La ventaja está en la complementariedad. Kazajistán ofrece un entorno ágil, flexible y con costes competitivos, mientras que Europa aporta acceso a mercados consolidados. Nuestra estrategia es posicionarnos como una plataforma donde las empresas puedan desarrollar e implementar soluciones con rapidez y, a partir de ahí, escalar hacia mercados más amplios, incluidos los europeos. Para inversores y talento, esto se traduce en menos fricción en las fases iniciales y mayores oportunidades de crecimiento a largo plazo.
En el caso de España, ¿cuál es la oportunidad más concreta para las empresas?
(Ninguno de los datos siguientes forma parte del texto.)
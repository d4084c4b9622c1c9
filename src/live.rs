//! Live task progress channels.
//!
//! A [`TaskChannel`] is a receive-only stream of JSON objects pushed by the
//! backend for one crawler task, plus a handle to close it. The WebSocket
//! implementation lives here; stores only see the [`ChannelConnector`] trait.

use std::sync::{Arc, Mutex};

use futures::{SinkExt, StreamExt};
use serde_json::{Map, Value};
use tokio::sync::{mpsc, oneshot};
use tokio_tungstenite::tungstenite::Message;
use tracing::{debug, warn};
use url::Url;

use crate::constants::intervals;
use crate::error::{ApiError, Result};
use crate::models::TaskId;

const EVENT_BUFFER: usize = 32;

#[derive(Debug, Clone, PartialEq)]
pub enum ChannelEvent {
    /// One pushed JSON object.
    Message(Map<String, Value>),
    /// Transport failure. No further events follow.
    Error(String),
    /// The remote side closed the channel.
    Closed,
}

/// Closes a channel from any holder. Closing twice is a no-op.
#[derive(Debug, Clone, Default)]
pub struct ChannelCloser {
    signal: Arc<Mutex<Option<oneshot::Sender<()>>>>,
}

impl ChannelCloser {
    pub fn close(&self) {
        let sender = self
            .signal
            .lock()
            .unwrap_or_else(|e| e.into_inner())
            .take();
        if let Some(sender) = sender {
            let _ = sender.send(());
        }
    }

    #[must_use]
    pub fn is_closed(&self) -> bool {
        self.signal
            .lock()
            .unwrap_or_else(|e| e.into_inner())
            .as_ref()
            .is_none_or(oneshot::Sender::is_closed)
    }
}

/// Producer half of a channel, held by whatever pumps events in.
#[derive(Debug)]
pub struct ChannelFeed {
    pub events: mpsc::Sender<ChannelEvent>,
    /// Resolves when the consumer closes or drops the channel.
    pub closed: oneshot::Receiver<()>,
}

#[derive(Debug)]
pub struct TaskChannel {
    task_id: TaskId,
    events: mpsc::Receiver<ChannelEvent>,
    closer: ChannelCloser,
}

impl TaskChannel {
    /// Creates a connected producer/consumer pair.
    #[must_use]
    pub fn pipe(task_id: TaskId) -> (ChannelFeed, Self) {
        let (events_tx, events_rx) = mpsc::channel(EVENT_BUFFER);
        let (close_tx, close_rx) = oneshot::channel();
        let feed = ChannelFeed {
            events: events_tx,
            closed: close_rx,
        };
        let channel = Self {
            task_id,
            events: events_rx,
            closer: ChannelCloser {
                signal: Arc::new(Mutex::new(Some(close_tx))),
            },
        };
        (feed, channel)
    }

    #[must_use]
    pub const fn task_id(&self) -> TaskId {
        self.task_id
    }

    /// Next event, or `None` once the producer is gone.
    pub async fn next(&mut self) -> Option<ChannelEvent> {
        self.events.recv().await
    }

    pub fn close(&self) {
        self.closer.close();
    }

    #[must_use]
    pub fn closer(&self) -> ChannelCloser {
        self.closer.clone()
    }

    #[must_use]
    pub fn into_parts(self) -> (mpsc::Receiver<ChannelEvent>, ChannelCloser) {
        (self.events, self.closer)
    }
}

/// Opens a live progress channel for a task.
#[async_trait::async_trait]
pub trait ChannelConnector: Send + Sync {
    async fn connect(&self, task_id: TaskId) -> Result<TaskChannel>;
}

/// WebSocket channels at `{base}/crawler/tasks/{id}/ws`, with the base URL's
/// scheme swapped to `ws`/`wss`.
#[derive(Debug, Clone)]
pub struct WsConnector {
    base: String,
}

impl WsConnector {
    pub fn new(api_base_url: &str) -> Result<Self> {
        let mut url = Url::parse(api_base_url)?;
        let scheme = match url.scheme() {
            "https" | "wss" => "wss",
            _ => "ws",
        };
        url.set_scheme(scheme)
            .map_err(|()| ApiError::Setup(format!("cannot derive websocket url from {api_base_url}")))?;

        Ok(Self {
            base: url.as_str().trim_end_matches('/').to_string(),
        })
    }

    #[must_use]
    pub fn task_url(&self, task_id: TaskId) -> String {
        format!("{}/crawler/tasks/{task_id}/ws", self.base)
    }
}

#[async_trait::async_trait]
impl ChannelConnector for WsConnector {
    async fn connect(&self, task_id: TaskId) -> Result<TaskChannel> {
        let url = self.task_url(task_id);
        debug!(task_id, url = %url, "Opening task channel");

        let (stream, _) = tokio::time::timeout(
            intervals::REQUEST_TIMEOUT,
            tokio_tungstenite::connect_async(url.as_str()),
        )
        .await
        .map_err(|_| ApiError::Channel(format!("timed out connecting to {url}")))?
        .map_err(|e| ApiError::Channel(e.to_string()))?;

        let (feed, channel) = TaskChannel::pipe(task_id);
        tokio::spawn(pump(task_id, stream, feed));
        Ok(channel)
    }
}

type WsStream =
    tokio_tungstenite::WebSocketStream<tokio_tungstenite::MaybeTlsStream<tokio::net::TcpStream>>;

async fn pump(task_id: TaskId, stream: WsStream, mut feed: ChannelFeed) {
    let (mut sink, mut source) = stream.split();

    loop {
        tokio::select! {
            _ = &mut feed.closed => {
                debug!(task_id, "Closing task channel");
                let _ = sink.send(Message::Close(None)).await;
                break;
            }
            frame = source.next() => {
                let event = match frame {
                    Some(Ok(Message::Text(text))) => {
                        match serde_json::from_str::<Value>(text.as_str()) {
                            Ok(Value::Object(map)) => ChannelEvent::Message(map),
                            Ok(other) => {
                                warn!(task_id, "Ignoring non-object channel payload: {other}");
                                continue;
                            }
                            Err(e) => {
                                warn!(task_id, "Ignoring unreadable channel payload: {e}");
                                continue;
                            }
                        }
                    }
                    Some(Ok(Message::Close(_))) | None => ChannelEvent::Closed,
                    Some(Ok(_)) => continue,
                    Some(Err(e)) => ChannelEvent::Error(e.to_string()),
                };

                let last = !matches!(event, ChannelEvent::Message(_));
                if feed.events.send(event).await.is_err() || last {
                    break;
                }
            }
        }
    }
}
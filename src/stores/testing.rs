//! In-memory service fakes for store tests.

use std::collections::{HashMap, HashSet};
use std::sync::Mutex;
use std::sync::atomic::{AtomicUsize, Ordering};
use std::time::Duration;

use crate::error::{ApiError, Result};
use crate::live::{ChannelConnector, ChannelFeed, TaskChannel};
use crate::models::{
    Availability, CalendarDay, CalendarItem, Episode, EpisodePage, JobCreate, JobUpdate,
    LibrarySearch, ResourceFilter, ResourceListing, ScheduledJob, SearchPagination, Subject,
    SubjectId, Task, TaskCreate, TaskId, TaskProgress, TaskStatus,
};
use crate::services::{BangumiApi, CrawlerApi, EpisodeQuery, ResourceApi, SchedulerApi};

pub fn not_found(silent: bool) -> ApiError {
    ApiError::from_status(404, None, silent)
}

pub fn server_error() -> ApiError {
    ApiError::from_status(500, None, false)
}

pub fn subject(id: SubjectId) -> Subject {
    Subject {
        id,
        name: format!("Subject {id}"),
        ..Subject::default()
    }
}

#[derive(Default)]
pub struct FakeBangumi {
    pub calendar_calls: AtomicUsize,
    pub subject_calls: AtomicUsize,
    pub episode_calls: AtomicUsize,
    pub calendar_fails: bool,
    pub missing: HashSet<SubjectId>,
    pub episodes: Vec<Episode>,
    pub episodes_fail: bool,
    pub episodes_delay: Option<Duration>,
    /// Episode requests that ran to completion.
    pub episodes_settled: AtomicUsize,
    pub last_episode_query: Mutex<Option<EpisodeQuery>>,
}

#[async_trait::async_trait]
impl BangumiApi for FakeBangumi {
    async fn calendar(&self) -> Result<Vec<CalendarDay>> {
        self.calendar_calls.fetch_add(1, Ordering::SeqCst);
        if self.calendar_fails {
            return Err(ApiError::Connectivity("offline".to_string()));
        }
        Ok(vec![CalendarDay {
            items: vec![CalendarItem {
                id: 1,
                ..CalendarItem::default()
            }],
            ..CalendarDay::default()
        }])
    }

    async fn subject(&self, id: SubjectId) -> Result<Subject> {
        self.subject_calls.fetch_add(1, Ordering::SeqCst);
        tokio::task::yield_now().await;
        if self.missing.contains(&id) {
            return Err(not_found(false));
        }
        Ok(subject(id))
    }

    async fn episodes(&self, _id: SubjectId, query: EpisodeQuery) -> Result<EpisodePage> {
        self.episode_calls.fetch_add(1, Ordering::SeqCst);
        *self
            .last_episode_query
            .lock()
            .unwrap_or_else(|e| e.into_inner()) = Some(query);
        if let Some(delay) = self.episodes_delay {
            tokio::time::sleep(delay).await;
        }
        self.episodes_settled.fetch_add(1, Ordering::SeqCst);
        if self.episodes_fail {
            return Err(server_error());
        }
        Ok(EpisodePage {
            total: u32::try_from(self.episodes.len()).unwrap_or(u32::MAX),
            data: self.episodes.clone(),
            ..EpisodePage::default()
        })
    }
}

#[derive(Default)]
pub struct FakeResources {
    pub listing_calls: AtomicUsize,
    pub availability_calls: AtomicUsize,
    /// `None` answers 404, `Some(err)` any other failure.
    pub availability: Mutex<Option<Result<Availability>>>,
    pub listings_fail: bool,
    pub search_ids: Vec<SubjectId>,
    pub total_pages: u32,
    pub search_fails: bool,
    pub last_search: Mutex<Option<(String, u32)>>,
}

#[async_trait::async_trait]
impl ResourceApi for FakeResources {
    async fn anime_resources(
        &self,
        id: SubjectId,
        filter: &ResourceFilter,
    ) -> Result<ResourceListing> {
        let calls = self.listing_calls.fetch_add(1, Ordering::SeqCst) + 1;
        if self.listings_fail {
            return Err(server_error());
        }
        Ok(ResourceListing {
            bangumi_id: id,
            total_resources: u32::try_from(calls).unwrap_or(u32::MAX),
            pagination: crate::models::resource::ResourcePagination {
                limit: filter.limit(),
                offset: filter.offset(),
                total: 0,
            },
            ..ResourceListing::default()
        })
    }

    async fn episode_resources(&self, id: SubjectId, episode: u32) -> Result<ResourceListing> {
        Ok(ResourceListing {
            bangumi_id: id,
            episode: Some(episode),
            ..ResourceListing::default()
        })
    }

    async fn availability(&self, _id: SubjectId) -> Result<Availability> {
        self.availability_calls.fetch_add(1, Ordering::SeqCst);
        let mut slot = self.availability.lock().unwrap_or_else(|e| e.into_inner());
        match slot.take() {
            Some(Ok(availability)) => {
                *slot = Some(Ok(availability.clone()));
                Ok(availability)
            }
            Some(Err(e)) => Err(e),
            None => Err(not_found(true)),
        }
    }

    async fn search_library(
        &self,
        query: &str,
        page: u32,
        limit: Option<u32>,
    ) -> Result<LibrarySearch> {
        *self.last_search.lock().unwrap_or_else(|e| e.into_inner()) =
            Some((query.to_string(), page));
        if self.search_fails {
            return Err(ApiError::Connectivity("offline".to_string()));
        }
        Ok(LibrarySearch {
            bangumi_ids: self.search_ids.clone(),
            pagination: SearchPagination {
                current_page: page,
                per_page: limit.unwrap_or(12),
                total: u32::try_from(self.search_ids.len()).unwrap_or(u32::MAX),
                total_pages: self.total_pages,
                has_next: page < self.total_pages,
                has_prev: page > 1,
            },
        })
    }
}

#[derive(Default)]
pub struct FakeCrawler {
    pub tasks: Mutex<Vec<Task>>,
    pub list_calls: AtomicUsize,
    pub next_id: AtomicUsize,
}

impl FakeCrawler {
    pub fn with_tasks(tasks: Vec<Task>) -> Self {
        Self {
            next_id: AtomicUsize::new(tasks.len() + 1),
            tasks: Mutex::new(tasks),
            ..Self::default()
        }
    }

    fn tasks(&self) -> std::sync::MutexGuard<'_, Vec<Task>> {
        self.tasks.lock().unwrap_or_else(|e| e.into_inner())
    }
}

#[async_trait::async_trait]
impl CrawlerApi for FakeCrawler {
    async fn create_task(&self, request: &TaskCreate) -> Result<Task> {
        let id = self.next_id.fetch_add(1, Ordering::SeqCst) as TaskId;
        let task = Task {
            id,
            task_type: "manual".to_string(),
            status: TaskStatus::Pending,
            parameters: serde_json::to_string(request).ok(),
            ..Task::default()
        };
        self.tasks().push(task.clone());
        Ok(task)
    }

    async fn list_tasks(&self, _page: u32, _page_size: u32) -> Result<Vec<Task>> {
        self.list_calls.fetch_add(1, Ordering::SeqCst);
        Ok(self.tasks().clone())
    }

    async fn get_task(&self, id: TaskId) -> Result<Task> {
        self.tasks()
            .iter()
            .find(|t| t.id == id)
            .cloned()
            .ok_or_else(|| not_found(false))
    }

    async fn cancel_task(&self, id: TaskId) -> Result<Task> {
        let mut tasks = self.tasks();
        let task = tasks
            .iter_mut()
            .find(|t| t.id == id)
            .ok_or_else(|| not_found(false))?;
        task.status = TaskStatus::Cancelled;
        Ok(task.clone())
    }

    async fn task_progress(&self, id: TaskId) -> Result<TaskProgress> {
        Ok(TaskProgress {
            task_id: id,
            ..TaskProgress::default()
        })
    }
}

#[derive(Default)]
pub struct FakeScheduler {
    pub jobs: Mutex<Vec<ScheduledJob>>,
    pub list_calls: AtomicUsize,
}

impl FakeScheduler {
    fn jobs(&self) -> std::sync::MutexGuard<'_, Vec<ScheduledJob>> {
        self.jobs.lock().unwrap_or_else(|e| e.into_inner())
    }

    fn find(&self, job_id: &str) -> Result<ScheduledJob> {
        self.jobs()
            .iter()
            .find(|j| j.job_id == job_id)
            .cloned()
            .ok_or_else(|| not_found(false))
    }
}

#[async_trait::async_trait]
impl SchedulerApi for FakeScheduler {
    async fn list_jobs(&self) -> Result<Vec<ScheduledJob>> {
        self.list_calls.fetch_add(1, Ordering::SeqCst);
        Ok(self.jobs().clone())
    }

    async fn create_job(&self, request: &JobCreate) -> Result<ScheduledJob> {
        let job = ScheduledJob {
            job_id: request.job_id.clone(),
            name: request.name.clone(),
            cron_expression: request.cron_expression.clone(),
            parameters: request.parameters.clone(),
            enabled: request.enabled.unwrap_or(true),
            description: request.description.clone(),
            ..ScheduledJob::default()
        };
        self.jobs().push(job.clone());
        Ok(job)
    }

    async fn update_job(&self, job_id: &str, update: &JobUpdate) -> Result<ScheduledJob> {
        let patch = serde_json::to_value(update)?
            .as_object()
            .cloned()
            .unwrap_or_default();
        let updated = self.find(job_id)?.merged(&patch);
        self.jobs().retain(|j| j.job_id != job_id);
        self.jobs().push(updated.clone());
        Ok(updated)
    }

    async fn delete_job(&self, job_id: &str) -> Result<ScheduledJob> {
        let job = self.find(job_id)?;
        self.jobs().retain(|j| j.job_id != job_id);
        Ok(job)
    }

    async fn toggle_job(&self, job_id: &str) -> Result<ScheduledJob> {
        let mut jobs = self.jobs();
        let job = jobs
            .iter_mut()
            .find(|j| j.job_id == job_id)
            .ok_or_else(|| not_found(false))?;
        job.enabled = !job.enabled;
        Ok(job.clone())
    }
}

/// Hands out piped channels and keeps the producer halves for the test.
#[derive(Default)]
pub struct FakeConnector {
    pub feeds: Mutex<HashMap<TaskId, ChannelFeed>>,
    pub refuse: bool,
}

impl FakeConnector {
    pub fn take_feed(&self, task_id: TaskId) -> Option<ChannelFeed> {
        self.feeds
            .lock()
            .unwrap_or_else(|e| e.into_inner())
            .remove(&task_id)
    }
}

#[async_trait::async_trait]
impl ChannelConnector for FakeConnector {
    async fn connect(&self, task_id: TaskId) -> Result<TaskChannel> {
        if self.refuse {
            return Err(ApiError::Channel("refused".to_string()));
        }
        let (feed, channel) = TaskChannel::pipe(task_id);
        self.feeds
            .lock()
            .unwrap_or_else(|e| e.into_inner())
            .insert(task_id, feed);
        Ok(channel)
    }
}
Si tuviera que señalar algunos sectores con mayor potencial, destacaría la energía —incluidas las renovables—, la industria manufacturera y el ámbito agroindustrial y alimentario. Son áreas donde existe una creciente demanda de inversión, tecnología y capacidades productivas, lo que abre oportunidades concretas para socios internacionales. Más allá de estos sectores, el proceso de modernización económica y el desarrollo de infraestructuras están generando nuevas oportunidades de colaboración en distintos ámbitos.